Saved entries:
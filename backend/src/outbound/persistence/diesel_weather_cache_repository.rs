//! PostgreSQL-backed `WeatherCacheRepository` implementation using Diesel ORM.

use async_trait::async_trait;
use chrono::{DateTime, Utc};
use diesel::prelude::*;
use diesel::upsert::excluded;
use diesel_async::RunQueryDsl;

use crate::domain::ports::{WeatherCacheError, WeatherCacheRepository};
use crate::domain::{CityId, WeatherSnapshot};

use super::error_mapping::{DbFailure, diesel_failure, pool_failure};
use super::models::WeatherRow;
use super::pool::{DbPool, PoolError};
use super::schema::weather_data;

/// Diesel-backed implementation of the [`WeatherCacheRepository`] port.
#[derive(Clone)]
pub struct DieselWeatherCacheRepository {
    pool: DbPool,
}

impl DieselWeatherCacheRepository {
    /// Create a new repository with the given connection pool.
    pub fn new(pool: DbPool) -> Self {
        Self { pool }
    }
}

fn map_failure(failure: DbFailure) -> WeatherCacheError {
    match failure {
        DbFailure::Connection(message) => WeatherCacheError::connection(message),
        DbFailure::UniqueViolation(_) => WeatherCacheError::query("unexpected unique violation"),
        DbFailure::Query(message) => WeatherCacheError::query(message),
    }
}

fn map_pool_error(error: PoolError) -> WeatherCacheError {
    map_failure(pool_failure(error))
}

fn map_diesel_error(error: diesel::result::Error) -> WeatherCacheError {
    map_failure(diesel_failure(error))
}

#[async_trait]
impl WeatherCacheRepository for DieselWeatherCacheRepository {
    async fn find(&self, city_id: &CityId) -> Result<Option<WeatherSnapshot>, WeatherCacheError> {
        let mut conn = self.pool.get().await.map_err(map_pool_error)?;
        let row: Option<WeatherRow> = weather_data::table
            .find(city_id.as_uuid())
            .select(WeatherRow::as_select())
            .first(&mut conn)
            .await
            .optional()
            .map_err(map_diesel_error)?;
        Ok(row.map(WeatherSnapshot::from))
    }

    async fn upsert(&self, snapshot: &WeatherSnapshot) -> Result<(), WeatherCacheError> {
        let mut conn = self.pool.get().await.map_err(map_pool_error)?;
        diesel::insert_into(weather_data::table)
            .values(WeatherRow::from(snapshot))
            .on_conflict(weather_data::city_id)
            .do_update()
            .set((
                weather_data::updated_at.eq(excluded(weather_data::updated_at)),
                weather_data::payload.eq(excluded(weather_data::payload)),
            ))
            .execute(&mut conn)
            .await
            .map_err(map_diesel_error)?;
        Ok(())
    }

    async fn list_stale(&self, cutoff: DateTime<Utc>) -> Result<Vec<CityId>, WeatherCacheError> {
        let mut conn = self.pool.get().await.map_err(map_pool_error)?;
        let ids: Vec<uuid::Uuid> = weather_data::table
            .filter(weather_data::updated_at.le(cutoff))
            .order(weather_data::updated_at.asc())
            .select(weather_data::city_id)
            .load(&mut conn)
            .await
            .map_err(map_diesel_error)?;
        Ok(ids.into_iter().map(CityId::from_uuid).collect())
    }
}
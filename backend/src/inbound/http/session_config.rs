//! Session cookie settings read from `SESSION_*` environment variables.
//!
//! Debug builds fall back to permissive defaults and log a warning for every
//! missing or malformed toggle. Release builds refuse to start instead.

use std::path::PathBuf;

use actix_web::cookie::{Key, SameSite};
use mockable::Env;
use tracing::warn;
use zeroize::Zeroize;

const SESSION_KEY_DEFAULT_PATH: &str = "/var/run/secrets/session_key";
const SESSION_KEY_MIN_LEN: usize = 64;
const COOKIE_SECURE_ENV: &str = "SESSION_COOKIE_SECURE";
const SAMESITE_ENV: &str = "SESSION_SAMESITE";
const ALLOW_EPHEMERAL_ENV: &str = "SESSION_ALLOW_EPHEMERAL";
const KEY_FILE_ENV: &str = "SESSION_KEY_FILE";
const BOOL_EXPECTED: &str = "1|0|true|false|yes|no|y|n";
const SAMESITE_EXPECTED: &str = "Strict|Lax|None";

/// Whether configuration problems are tolerated.
#[derive(Clone, Copy, Debug, Eq, PartialEq)]
pub enum BuildMode {
    /// Fall back to defaults with a warning.
    Debug,
    /// Every toggle must be present and valid.
    Release,
}

impl BuildMode {
    /// Pick the mode matching `cfg!(debug_assertions)`.
    ///
    /// ```
    /// use weather_reminder::inbound::http::session_config::BuildMode;
    ///
    /// let mode = BuildMode::from_debug_assertions();
    /// assert_eq!(mode == BuildMode::Debug, cfg!(debug_assertions));
    /// ```
    #[must_use]
    pub fn from_debug_assertions() -> Self {
        if cfg!(debug_assertions) {
            Self::Debug
        } else {
            Self::Release
        }
    }

    fn is_debug(self) -> bool {
        matches!(self, Self::Debug)
    }

    /// Warn and use `fallback` in debug builds; fail with `error` otherwise.
    fn tolerate<T>(
        self,
        fallback: T,
        error: SessionConfigError,
    ) -> Result<T, SessionConfigError> {
        if self.is_debug() {
            warn!(problem = %error, "session configuration fallback in debug build");
            Ok(fallback)
        } else {
            Err(error)
        }
    }
}

/// Cookie session settings used to build the session middleware.
pub struct SessionSettings {
    /// Key encrypting and signing the private session cookie.
    pub key: Key,
    pub cookie_secure: bool,
    pub same_site: SameSite,
}

/// Session configuration problems.
#[derive(thiserror::Error, Debug)]
pub enum SessionConfigError {
    #[error("missing required environment variable: {name}")]
    MissingEnv { name: &'static str },
    #[error("invalid value for {name}='{value}'; expected {expected}")]
    InvalidEnv {
        name: &'static str,
        value: String,
        expected: &'static str,
    },
    #[error("failed to read session key at {path}: {source}")]
    KeyRead {
        path: PathBuf,
        #[source]
        source: std::io::Error,
    },
    #[error("session key at {path} too short: need >= {min_len} bytes, got {length}")]
    KeyTooShort {
        path: PathBuf,
        length: usize,
        min_len: usize,
    },
    #[error("SESSION_SAMESITE=None requires SESSION_COOKIE_SECURE=1")]
    InsecureSameSiteNone,
    #[error("SESSION_ALLOW_EPHEMERAL must be 0 in release builds")]
    EphemeralNotAllowed,
}

/// Read session settings from `env`.
///
/// # Examples
///
/// ```
/// use mockable::MockEnv;
/// use weather_reminder::inbound::http::session_config::{BuildMode, session_settings_from_env};
///
/// let mut env = MockEnv::new();
/// env.expect_string().returning(|_| None);
///
/// // Debug builds fall back to a generated key and secure Lax cookies.
/// let settings = session_settings_from_env(&env, BuildMode::Debug).expect("debug defaults");
/// assert!(settings.cookie_secure);
/// ```
pub fn session_settings_from_env<E: Env>(
    env: &E,
    mode: BuildMode,
) -> Result<SessionSettings, SessionConfigError> {
    let cookie_secure = bool_toggle(env, mode, COOKIE_SECURE_ENV, true)?;
    let same_site = same_site_from_env(env, mode, cookie_secure)?;
    let allow_ephemeral = bool_toggle(env, mode, ALLOW_EPHEMERAL_ENV, false)?;
    if allow_ephemeral && !mode.is_debug() {
        return Err(SessionConfigError::EphemeralNotAllowed);
    }
    let key = session_key_from_env(env, mode, allow_ephemeral)?;

    Ok(SessionSettings {
        key,
        cookie_secure,
        same_site,
    })
}

fn bool_toggle<E: Env>(
    env: &E,
    mode: BuildMode,
    name: &'static str,
    default: bool,
) -> Result<bool, SessionConfigError> {
    let Some(value) = env.string(name) else {
        return mode.tolerate(default, SessionConfigError::MissingEnv { name });
    };
    match parse_bool(&value) {
        Some(flag) => Ok(flag),
        None => mode.tolerate(
            default,
            SessionConfigError::InvalidEnv {
                name,
                value,
                expected: BOOL_EXPECTED,
            },
        ),
    }
}

fn same_site_from_env<E: Env>(
    env: &E,
    mode: BuildMode,
    cookie_secure: bool,
) -> Result<SameSite, SessionConfigError> {
    let default = if mode.is_debug() {
        SameSite::Lax
    } else {
        SameSite::Strict
    };
    let Some(value) = env.string(SAMESITE_ENV) else {
        return mode.tolerate(default, SessionConfigError::MissingEnv { name: SAMESITE_ENV });
    };

    match value.to_ascii_lowercase().as_str() {
        "lax" => Ok(SameSite::Lax),
        "strict" => Ok(SameSite::Strict),
        "none" if cookie_secure => Ok(SameSite::None),
        "none" => mode.tolerate(SameSite::None, SessionConfigError::InsecureSameSiteNone),
        _ => mode.tolerate(
            default,
            SessionConfigError::InvalidEnv {
                name: SAMESITE_ENV,
                value,
                expected: SAMESITE_EXPECTED,
            },
        ),
    }
}

fn session_key_from_env<E: Env>(
    env: &E,
    mode: BuildMode,
    allow_ephemeral: bool,
) -> Result<Key, SessionConfigError> {
    let path = PathBuf::from(
        env.string(KEY_FILE_ENV)
            .unwrap_or_else(|| SESSION_KEY_DEFAULT_PATH.to_owned()),
    );

    match std::fs::read(&path) {
        Ok(mut bytes) => {
            let length = bytes.len();
            if length < SESSION_KEY_MIN_LEN {
                bytes.zeroize();
                return mode.tolerate(
                    Key::generate(),
                    SessionConfigError::KeyTooShort {
                        path,
                        length,
                        min_len: SESSION_KEY_MIN_LEN,
                    },
                );
            }
            let key = Key::derive_from(&bytes);
            bytes.zeroize();
            Ok(key)
        }
        Err(source) if mode.is_debug() || allow_ephemeral => {
            warn!(
                path = %path.display(),
                error = %source,
                "using temporary session key; sessions will not survive a restart"
            );
            Ok(Key::generate())
        }
        Err(source) => Err(SessionConfigError::KeyRead { path, source }),
    }
}

fn parse_bool(value: &str) -> Option<bool> {
    match value.to_ascii_lowercase().as_str() {
        "1" | "true" | "yes" | "y" => Some(true),
        "0" | "false" | "no" | "n" => Some(false),
        _ => None,
    }
}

Required work: Using the data above, show each line where "source" occurs.

Expected output:
    #[error("failed to read session key at {path}: {source}")]
        #[source]
        source: std::io::Error,
        Err(source) if mode.is_debug() || allow_ephemeral => {
                error = %source,
        Err(source) => Err(SessionConfigError::KeyRead { path, source }),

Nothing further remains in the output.